Intelligent = intelligent, pienter
Smart = slim


----------



## deine

In Lithuanian:

Intelligent - inteligentiškas/inteligentiška (male/female)
smart - gudrus/gudri
clever - protingas/protinga


----------



## Zeidan

In Arabic we have:

ذكي: in the sense of intelligent.
شاطر:in Standard Arabic it has the meaning of cunning, but in colliqual Arabic it can mean intelligent.
فطن: it comes in the sense of bright.


----------



## Bienvenidos

Persian:

ušyâr (pronounced ushyár)


----------



## elroy

Zeidan said:


> شاطر:in Standard Arabic it has the meaning of cunning, but in colliqual Arabic it can mean intelligent.


 In fact, that is the most common word used to mean "intelligent" or "smart" in Palestinian Arabic (I don't know what your dialect is).

It can also mean "proficient," as in هو شاطر بعزف البيانو ("He is a proficient pianist").

In Palestinian Arabic we also have the following:

حدق (_Hide'_): clever, shrewd
فتح (_fiteH_): bright
فهمان (_fahmaan_): erudite 

We also use ذكي but we pronounce it زكي (_zaki_).

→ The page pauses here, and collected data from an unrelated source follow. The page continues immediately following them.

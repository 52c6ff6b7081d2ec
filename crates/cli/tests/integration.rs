//! End-to-end tests against a running blob endpoint
//!
//! Defaults to a local Azurite with its well-known development account.
//! Point `CDRIVE_TEST_CONNECTION` at another account to run elsewhere.
//!
//! Run with: `cargo test -p cdrive-cli --features integration`

#![cfg(feature = "integration")]

use std::process::{Command, Output};
use std::time::{SystemTime, UNIX_EPOCH};

use tempfile::TempDir;

const AZURITE: &str = "http://127.0.0.1:10000/devstoreaccount1?account=devstoreaccount1&key=Eby8vdM02xNOcqFlqUwJPLlmEtlCDXJ1OUzFT50uSRZ6IFsuFq2UVErCz4I6tq/K1SZFPTOtr/KBHBeksoGMGw==";

struct Env {
    config: TempDir,
    container: String,
}

impl Env {
    fn new() -> Self {
        let config = TempDir::new().unwrap();
        let connection = std::env::var("CDRIVE_TEST_CONNECTION").unwrap_or_else(|_| AZURITE.to_string());
        let nanos = SystemTime::now().duration_since(UNIX_EPOCH).unwrap().as_nanos();
        let env = Self {
            config,
            container: format!("cdrive-it-{}-{nanos}", std::process::id()),
        };
        let out = env.run(&["drive", "set", "it", &connection]);
        assert!(out.status.success(), "drive set failed: {}", String::from_utf8_lossy(&out.stderr));
        env
    }

    fn path(&self, rest: &str) -> String {
        if rest.is_empty() {
            format!("it/{}", self.container)
        } else {
            format!("it/{}/{rest}", self.container)
        }
    }

    fn run(&self, args: &[&str]) -> Output {
        Command::new(env!("CARGO_BIN_EXE_cdrive"))
            .args(args)
            .env("CDRIVE_CONFIG_DIR", self.config.path())
            .output()
            .expect("Failed to execute cdrive")
    }

    fn json(&self, args: &[&str]) -> serde_json::Value {
        let mut args = args.to_vec();
        args.push("--json");
        let out = self.run(&args);
        assert!(out.status.success(), "{args:?} failed: {}", String::from_utf8_lossy(&out.stderr));
        serde_json::from_slice(&out.stdout).expect("stdout should be valid JSON")
    }
}

impl Drop for Env {
    fn drop(&mut self) {
        let _ = self.run(&["rm", &self.path("")]);
    }
}

#[test]
fn test_block_blob_lifecycle() {
    let env = Env::new();

    let created = env.json(&["mb", &env.path("")]);
    assert_eq!(created["created"], true);

    env.json(&["put", &env.path("docs/a.txt"), "--content", "hello"]);
    env.json(&["put", &env.path("docs/b.txt"), "--content", "world"]);
    env.json(&["put", &env.path("other/c.txt"), "--content", "!"]);

    let listed = env.json(&["ls", &env.path("docs")]);
    let names: Vec<&str> = listed["items"]
        .as_array()
        .unwrap()
        .iter()
        .map(|i| i["name"].as_str().unwrap())
        .collect();
    assert_eq!(names, vec!["docs/a.txt", "docs/b.txt"]);

    let capped = env.json(&["ls", &format!("{}?max=1", env.path("docs"))]);
    assert_eq!(capped["items"].as_array().unwrap().len(), 1);

    let out = env.run(&["cat", &env.path("docs/a.txt")]);
    assert_eq!(out.stdout, b"hello");

    let removed = env.json(&["rm", &env.path("docs")]);
    assert_eq!(removed["blobs_deleted"], 2);

    let rest = env.json(&["ls", &env.path("")]);
    assert_eq!(rest["items"].as_array().unwrap().len(), 1);
}

#[test]
fn test_append_blob_grows() {
    let env = Env::new();

    env.json(&["append", &env.path("log.txt"), "--content", "one\n"]);
    env.json(&["append", &env.path("log.txt"), "--content", "two\n"]);

    let out = env.run(&["cat", &env.path("log.txt")]);
    assert_eq!(out.stdout, b"one\ntwo\n");
}

#[test]
fn test_page_blob_fill_and_scan() {
    let env = Env::new();

    env.json(&["page", "create", &env.path("disk.vhd"), "1048576"]);
    let fill = env.json(&["page", "fill", &env.path("disk.vhd"), "16", "--seed", "7"]);
    assert_eq!(fill["writes"], 16);

    let ranges = env.json(&["page", "ls", &env.path("disk.vhd")]);
    let occupied = ranges["occupied_bytes"].as_u64().unwrap();
    let distinct = fill["distinct_pages"].as_u64().unwrap();
    assert_eq!(occupied, distinct * 512);
}

#[test]
fn test_missing_container_lists_empty() {
    let env = Env::new();
    let listed = env.json(&["ls", &env.path("nothing/here")]);
    assert!(listed["items"].as_array().unwrap().is_empty());
}

#[test]
fn test_policy_and_tokens() {
    let env = Env::new();
    env.json(&["mb", &env.path("")]);

    let added = env.json(&["policy", "set", &env.path("readers"), "start=0;expiry=1;p=rl"]);
    assert_eq!(added["outcome"], "added");

    // Non-interactive without --force declines the overwrite.
    let declined = env.json(&["policy", "set", &env.path("readers"), "expiry=2;p=r"]);
    assert_eq!(declined["outcome"], "cancelled");

    let updated = env.json(&["policy", "set", &env.path("readers"), "expiry=2;p=r", "--force"]);
    assert_eq!(updated["outcome"], "updated");

    let policies = env.json(&["policy", "ls", &env.path("")]);
    assert_eq!(policies["policies"]["readers"]["permissions"], "r");

    let token = env.json(&["sas", "container", &env.path(""), "policy=readers"]);
    let token = token["token"].as_str().unwrap();
    assert!(token.starts_with("?sv="));
    assert!(token.contains("si=readers"));
}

In Standard Arabic there's also بارع (_brilliant_).


----------



## mcibor

Polish:

 intelligent - inteligentny / inteligentna (masc/fem)
 smart - sprytny / a
 wise - mądry / a
 bright, clever - zdolny / a (about a person)
whereas bright, clever idea is - dobry pomysł


----------



## apmoy70

Greek:

Intelligent: *«Νοήμων, -ων, -ον»* [noˈimon] (masc. & fem. & neut.) < Classical adj. *«νοήμων, -ων, -ον» nŏḗmōn* (masc. & fem.), *nŏḗmŏn* (neut.) < Classical masc. *«νόος/νοῦς» nóŏs* (uncontracted)/*noûs* (contracted) --> _mind, sense, intellect, reason, purpose, aim_ (with obscure etymology).

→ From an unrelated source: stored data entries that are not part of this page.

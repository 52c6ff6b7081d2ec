//! Lazy blob enumeration
//!
//! Turns the store's listing calls into a pull-based stream. With no result
//! cap a single unbounded listing call is issued. With a cap of `K`, pages
//! of at most `remaining` entries are requested until `K` entries have been
//! yielded or the store reports no continuation marker. No page is fetched
//! once the cap is reached, even if a marker is still available.
//!
//! Dropping the stream is the only cancellation needed.

use std::collections::VecDeque;

use futures::stream::{self, BoxStream, StreamExt};

use crate::error::Result;
use crate::path::ListingOptions;
use crate::traits::{BlobEntry, BlobStore};

#[derive(Debug)]
enum Phase {
    NotStarted,
    AwaitingPage(Option<String>),
    Exhausted,
}

struct Walk<'a, S: ?Sized> {
    store: &'a S,
    container: String,
    options: ListingOptions,
    /// Entries still allowed to be yielded; `None` is unbounded
    remaining: Option<usize>,
    buffer: VecDeque<BlobEntry>,
    phase: Phase,
}

impl<'a, S> Walk<'a, S>
where
    S: BlobStore + ?Sized,
{
    async fn advance(mut self) -> Result<Option<(BlobEntry, Self)>> {
        loop {
            if let Some(entry) = self.buffer.pop_front() {
                if let Some(remaining) = self.remaining.as_mut() {
                    *remaining -= 1;
                    if *remaining == 0 {
                        self.phase = Phase::Exhausted;
                        self.buffer.clear();
                    }
                }
                return Ok(Some((entry, self)));
            }

            match std::mem::replace(&mut self.phase, Phase::Exhausted) {
                Phase::Exhausted => return Ok(None),
                Phase::NotStarted => match self.remaining {
                    None => {
                        let entries = self.store.list_blobs(&self.container, &self.options).await?;
                        tracing::debug!(
                            container = %self.container,
                            prefix = %self.options.prefix,
                            count = entries.len(),
                            "Unbounded listing returned"
                        );
                        self.buffer.extend(entries);
                    }
                    Some(_) => self.phase = Phase::AwaitingPage(None),
                },
                Phase::AwaitingPage(marker) => {
                    let Some(remaining) = self.remaining else {
                        return Ok(None);
                    };
                    let segment = self
                        .store
                        .list_blobs_segment(&self.container, &self.options, remaining, marker)
                        .await?;
                    tracing::debug!(
                        container = %self.container,
                        requested = remaining,
                        returned = segment.items.len(),
                        more = segment.next_marker.is_some(),
                        "Listing segment fetched"
                    );
                    self.buffer.extend(segment.items);
                    if let Some(next) = segment.next_marker.filter(|m| !m.is_empty()) {
                        self.phase = Phase::AwaitingPage(Some(next));
                    }
                }
            }
        }
    }
}

/// Enumerate the blobs of `container` matching `options`
///
/// Each call starts a fresh cursor walk. Entries arrive in store order.
pub fn enumerate<'a, S>(
    store: &'a S,
    container: &str,
    options: &ListingOptions,
) -> BoxStream<'a, Result<BlobEntry>>
where
    S: BlobStore + ?Sized,
{
    let walk = Walk {
        store,
        container: container.to_string(),
        options: options.clone(),
        remaining: options.max_results.map(|n| n.get()),
        buffer: VecDeque::new(),
        phase: Phase::NotStarted,
    };

    stream::try_unfold(walk, Walk::advance).boxed()
}
//! cd-core: core library for the cdrive blob storage drive
//!
//! This crate provides everything that does not depend on a particular
//! storage SDK:
//! - Path resolution (containers, key prefixes, listing options)
//! - Lazy, capped enumeration over paginated listings
//! - Adaptive page-range scanning and concurrent random page writes
//! - The access policy grammar used for shared access tokens
//! - Drive operations, drive definitions and the config file
//!
//! Storage is reached through the [`BlobStore`] trait so that all of the
//! above can be tested against mocks.

pub mod access;
pub mod config;
pub mod drive;
pub mod error;
pub mod listing;
pub mod mount;
pub mod pages;
pub mod path;
pub mod retry;
pub mod traits;

pub use access::{AccessPolicy, Permission, Permissions, PolicySpec, parse_policy_spec};
pub use config::{Config, ConfigManager, OutputFormat};
pub use drive::{BlobDrive, DriveItem, PolicyOutcome, RemoveReport};
pub use error::{Error, Result};
pub use listing::enumerate;
pub use mount::{Drive, DriveManager, RetryConfig, StorageKind};
pub use pages::{FillReport, PageRangeScanner, RandomWriteDriver, ScanConfig};
pub use path::{
    BlobPathResolver, DrivePath, ListingDetail, ListingOptions, PathCategory, ResolvedPath, parse_drive_path,
};
pub use retry::{is_retryable_error, retry_with_backoff};
pub use traits::{
    BlobEntry, BlobKind, BlobProperties, BlobStore, ContainerAcl, ContainerInfo, ListSegment, PAGE_SIZE, PageRange,
    SasResource,
};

Smart: *«Έξυπνος, -νη, -νο»* [ˈek͡sipnos] (masc.), [ˈek͡sipni] (fem.), [ˈek͡sipno] (neut.) < Koine adj. *«ἔξυπνος, -ος, -ον» ék͡supnŏs* (masc. & fem.), *ék͡supnŏn* (neut.) --> literally_ the one waking from sleep, used as a metaphor describing the smart person since the Hellenistic times_ < Classical preposition and prefix *«ἐκ» ĕk*, which becomes *«ἐξ» ĕk͡s* when the next word begins with a vowel + Classical masculine noun *«ὕπνος» húpnŏs*.

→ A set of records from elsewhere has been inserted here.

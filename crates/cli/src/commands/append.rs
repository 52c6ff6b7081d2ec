//! append command - append a block to an append blob

use clap::Args;

use super::ls::format_size;
use super::put::{InputArgs, UploadOutput};
use super::{connect, report};
use crate::exit_code::ExitCode;
use crate::output::{Formatter, OutputConfig};

/// Append content, creating the append blob on first use
#[derive(Args, Debug)]
pub struct AppendArgs {
    /// Destination path (drive/container/key)
    pub path: String,

    #[command(flatten)]
    pub input: InputArgs,
}

/// Execute the append command
pub async fn execute(args: AppendArgs, output_config: OutputConfig) -> ExitCode {
    let formatter = Formatter::new(output_config);
    let target = match connect(&args.path, &formatter) {
        Ok(t) => t,
        Err(code) => return code,
    };

    let data = match args.input.read().await {
        Ok(d) => d,
        Err(e) => {
            formatter.error(&format!("{e:#}"));
            return ExitCode::GeneralError;
        }
    };
    let size = data.len();

    match target.drive.append_blob(&target.path, data).await {
        Ok(()) => {
            if formatter.is_json() {
                formatter.json(&UploadOutput {
                    success: true,
                    path: args.path,
                    size,
                    content_type: None,
                });
            } else {
                let styled_size = formatter.style_size(&format_size(size as u64));
                formatter.success(&format!("Appended {styled_size} to '{}'.", args.path));
            }
            ExitCode::Success
        }
        Err(e) => report(&formatter, &e),
    }
}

Clever: *«Ευφυής, -ής, -ές»* [efiˈis] (masc. & fem.), [efiˈes] (neut.) < Classical adj. *«εὐφυής, -ής, -ές» eu̯pʰuḗs* (masc. & fem.), *eu̯pʰués* (neut.) --> _naturally clever, well-grown, shapely, of good natural disposition_ < Classical adv. *«εὖ» eû̯* --> _well_ (PIE *ue̯su-/*h₁(e)su- _good_ cf Skt. वसु (vasu), _good, excellent_, Av. vohu- _good_, Hitt. āššu- _good_) + Classical fem. noun *«φυή» pʰŭḗ* --> _growth, stature, nature, being_ (PIE *bʰeh₂u- _to grow_ cf Proto-Slavic *byti > Rus. быть, OCS бꙑти; Proto-Germanic *beuną > Eng. be).

Bright: *«Έξυπνος, -νη, -νο»* (see _smart_), or its colloquialism *«ξύπνιος, -α, -ο»* [ˈk͡sipɲos] (masc.), [ˈk͡sipɲa] (fem.), [ˈk͡sipɲo] (neut.).


----------



## ilocas2

Czech:

intelligent - inteligentní
smart, clever - chytrý
bright - bystrý, also chytrý
wise - moudrý


----------



## Dymn

*Catalan*: _inteŀligent _or _llest/llesta
_
If I was forced to tell them apart, I'd say _inteŀligent _is "smart" and _llest _"clever", but I think they are synonyms for the most part. If you want to emphasize cleverness, know-how practical intelligence, you can also say _espavilat, astut... _In Spanish there's also _avispado, _from _avispa _"wasp".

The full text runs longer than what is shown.